- _Provided records_
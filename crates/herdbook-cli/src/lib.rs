//! Herdbook CLI Library
//!
//! Administrative commands that talk to the database directly:
//!
//! - **Schema**: apply migrations (`herdbook migrate`)
//! - **Accounts**: create users and superusers (`herdbook create-user`,
//!   `herdbook create-superuser`), deactivate them (`herdbook deactivate-user`)
//! - **Tokens**: print a user's API token (`herdbook issue-token`)
//!
//! Superusers can only be created here; the HTTP API registers regular
//! accounts.

pub mod commands;
pub mod error;

// Re-export commonly used types
pub use error::{CliError, Result};

use clap::{Args, Parser, Subcommand};

/// Herdbook - livestock records administration
#[derive(Parser, Debug)]
#[command(name = "herdbook")]
#[command(author, version, about, long_about = None)]
#[command(arg_required_else_help = true)]
pub struct Cli {
    /// Subcommand to execute
    #[command(subcommand)]
    pub command: Commands,

    /// Verbose output
    #[arg(short, long, global = true)]
    pub verbose: bool,

    /// Postgres connection string
    #[arg(
        long,
        env = "DATABASE_URL",
        default_value = "postgresql://localhost/herdbook",
        global = true
    )]
    pub database_url: String,
}

/// Available CLI commands
#[derive(Subcommand, Debug)]
pub enum Commands {
    /// Apply pending database migrations
    Migrate,

    /// Create a regular user
    CreateUser(UserArgs),

    /// Create a staff superuser
    CreateSuperuser(UserArgs),

    /// Print the API token of a user, creating it if needed
    IssueToken {
        /// Email address of the user
        #[arg(short, long)]
        email: String,
    },

    /// Stop a user from authenticating
    DeactivateUser {
        /// Email address of the user
        #[arg(short, long)]
        email: String,
    },
}

/// Account fields shared by the user creation commands
#[derive(Args, Debug, Clone)]
pub struct UserArgs {
    /// Email address, used to log in
    #[arg(short, long)]
    pub email: String,

    /// Display name
    #[arg(short, long)]
    pub name: String,

    /// Phone number
    #[arg(long)]
    pub phone: Option<String>,

    /// Password; prompted for when omitted
    #[arg(long, env = "HERDBOOK_PASSWORD", hide_env_values = true)]
    pub password: Option<String>,
}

- _About this task_
How many lines of the listing above hold "global"? Answer with the number alone.

- _Reply_
2